Fast forward to today... My parents were supposed to bring my grandma down to visit, since she's in town for my baby shower this weekend and has never seen our house before. I got up extra early to finish cleaning and make sure everything was perfect, only to get a call from my mom saying that Grandma wasn't feeling well, and that they weren't coming. I know that's not the sort of thing that can be helped, but I was still really sad. I was really looking forward to her seeing the house and meeting Charlie. She might come down tomorrow, if she's feeling better, but I was still upset about it.
The plan was that, when they arrived, we were going to drive to Gus' office, pick him up, and all go out to lunch someplace. So of course, Gus had no lunch, and we decided that I would come out and eat lunch with him- just the two of us.

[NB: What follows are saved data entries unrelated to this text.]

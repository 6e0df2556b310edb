//! Tool trait: the abstraction over agent capabilities.
//!
//! Tools are what give the agent the ability to act in the world:
//! execute shell commands, read/write files, fetch web pages, send messages.
//! The set of tools is closed at startup; the policy engine narrows which of
//! them a given conversation may see.

use std::collections::BTreeMap;

use async_trait::async_trait;
use serde::{Deserialize, Serialize};
use tracing::warn;

use crate::error::ToolError;
use crate::provider::ToolDefinition;

/// A request to execute a tool, as issued by the model.
#[derive(Debug, Clone, PartialEq, Serialize, Deserialize)]
pub struct ToolCall {
    /// Unique call ID (matches the LLM's tool_call.id)
    pub id: String,

    /// Name of the tool to execute
    pub name: String,

    /// Arguments as a JSON object
    pub arguments: serde_json::Value,
}

/// The result of a tool execution.
#[derive(Debug, Clone, Serialize, Deserialize)]
pub struct ToolResult {
    /// Whether the tool executed successfully
    pub success: bool,

    /// The output content fed back to the model
    pub output: String,
}

impl ToolResult {
    pub fn ok(output: impl Into<String>) -> Self {
        Self {
            success: true,
            output: output.into(),
        }
    }

    /// A soft failure the model should see and can react to.
    pub fn error(message: impl Into<String>) -> Self {
        Self {
            success: false,
            output: format!("Error: {}", message.into()),
        }
    }
}

/// Where the current turn came from. Pushed to every tool before a turn's
/// tool calls run, so tools that act "here" (send a message, scope a shell
/// session) know what "here" is.
#[derive(Debug, Clone, Default, PartialEq, Eq, Serialize, Deserialize)]
pub struct ToolContext {
    pub channel: String,
    pub chat_id: String,
    pub session_key: String,
}

impl ToolContext {
    pub fn new(channel: impl Into<String>, chat_id: impl Into<String>) -> Self {
        let channel = channel.into();
        let chat_id = chat_id.into();
        let session_key = format!("{channel}:{chat_id}");
        Self {
            channel,
            chat_id,
            session_key,
        }
    }
}

/// The core Tool trait.
///
/// Each tool (exec, read_file, web_fetch, message, weather, ...) implements
/// this trait. Schema and executable travel together.
#[async_trait]
pub trait Tool: Send + Sync {
    /// The unique name of this tool (e.g., "exec", "read_file").
    fn name(&self) -> &str;

    /// A description of what this tool does (sent to the LLM).
    fn description(&self) -> &str;

    /// JSON Schema describing this tool's parameters.
    fn parameters_schema(&self) -> serde_json::Value;

    /// Execute the tool with the given arguments.
    async fn execute(
        &self,
        arguments: serde_json::Value,
    ) -> std::result::Result<ToolResult, ToolError>;

    /// Receive the origin of the turn about to run. Most tools ignore it.
    fn set_context(&self, _context: &ToolContext) {}

    /// Convert this tool into a ToolDefinition for sending to the LLM.
    fn to_definition(&self) -> ToolDefinition {
        ToolDefinition {
            name: self.name().to_string(),
            description: self.description().to_string(),
            parameters: self.parameters_schema(),
        }
    }
}

/// A registry of available tools, ordered by name.
///
/// The agent loop uses this to:
/// 1. Get tool definitions to send to the LLM
/// 2. Look up and execute tools when the LLM requests them
pub struct ToolRegistry {
    tools: BTreeMap<String, Box<dyn Tool>>,
}

impl ToolRegistry {
    pub fn new() -> Self {
        Self {
            tools: BTreeMap::new(),
        }
    }

    /// Register a tool. Replaces any existing tool with the same name.
    pub fn register(&mut self, tool: Box<dyn Tool>) {
        let name = tool.name().to_string();
        self.tools.insert(name, tool);
    }

    /// Get a tool by name.
    pub fn get(&self, name: &str) -> Option<&dyn Tool> {
        self.tools.get(name).map(|t| t.as_ref())
    }

    pub fn contains(&self, name: &str) -> bool {
        self.tools.contains_key(name)
    }

    /// Get all tool definitions (for sending to the LLM).
    pub fn definitions(&self) -> Vec<ToolDefinition> {
        self.tools.values().map(|t| t.to_definition()).collect()
    }

    /// Push the turn's origin to every registered tool.
    pub fn set_context(&self, context: &ToolContext) {
        for tool in self.tools.values() {
            tool.set_context(context);
        }
    }

    /// Execute one tool invocation.
    ///
    /// Never fails: unknown tools, malformed arguments, and tool errors all
    /// come back as descriptive strings for the model to read.
    pub async fn execute(&self, name: &str, arguments: serde_json::Value) -> String {
        let Some(tool) = self.tools.get(name) else {
            warn!(tool = %name, "Model requested unknown tool");
            return format!("Error: Tool '{name}' not found");
        };

        if !arguments.is_object() {
            return format!(
                "Error: Invalid arguments for tool '{name}': expected a JSON object"
            );
        }

        match tool.execute(arguments).await {
            Ok(result) => result.output,
            Err(e) => {
                warn!(tool = %name, error = %e, "Tool execution failed");
                format!("Error executing {name}: {e}")
            }
        }
    }

    /// List all registered tool names.
    pub fn names(&self) -> Vec<&str> {
        self.tools.keys().map(|s| s.as_str()).collect()
    }

    pub fn len(&self) -> usize {
        self.tools.len()
    }

    pub fn is_empty(&self) -> bool {
        self.tools.is_empty()
    }
}

impl Default for ToolRegistry {
    fn default() -> Self {
        Self::new()
    }
}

That was actually the best part of my day. We ate at Chipotle for the first time, and it was really good!!!
Then I decided to go to the mall and pick up a few things. It took me forever to find a parking spot and, when I did, it was close to Nordstrom but far from Crate & Barrel (the two places I was going). I did my Nordstrom shopping first, then trekked over to C&B. After I finished my shopping there, I began the hike back to the car... only to slip in something and practically do the splits right in the middle of the crowded mall. I caught myself such that the only part that hit the ground was my right knee (which hurts like heck), but it was surely a spectacular sight, with my bags flying all over the place and whatnot. And you know what??? Out of the huge crowd of people who saw it happen, ONE person actually asked me if I was okay. I mean I'm 7 months pregnant, and it's really obvious, and I make this dramatic fall in the middle of a crowded space, and ONE person asks if I'm okay??? I lost it at that point. I pulled myself together, dusted off, thanked the one man who helped me get my bags, and continued the hike through the mall. Trying. Not. To cry. I think it was a combination of hormones, the preceding events, the fact that the fall terrified me, and how people responded (or rather, didn't respond), but I just wanted to cry my eyes out. I forced myself to hold it all inside until I got to my car, but my nose was starting to run, my face was contorted, and my eyes were watering against my will... I barely made it. And then I cried for a good 15 minutes solid in the car, and then off-and-on my entire drive home.
So yeah... today sucks. I really couldn't stop crying, and I'm certain that's because of all the wonderful hormones. sigh... I think I need a nap...
2 comments:
What a horrible day :( I'm so sorry it was so awful. And especially I'm sorry for your fall. I can't believe only one person asked if you were okay! How lame! I'm just glad you and the little guy are okay. And I hope tomorrow is much better!
i'm so sorry! i'm going to cry with you! don't worry, I'm heading over to see you now. i hope you're okay.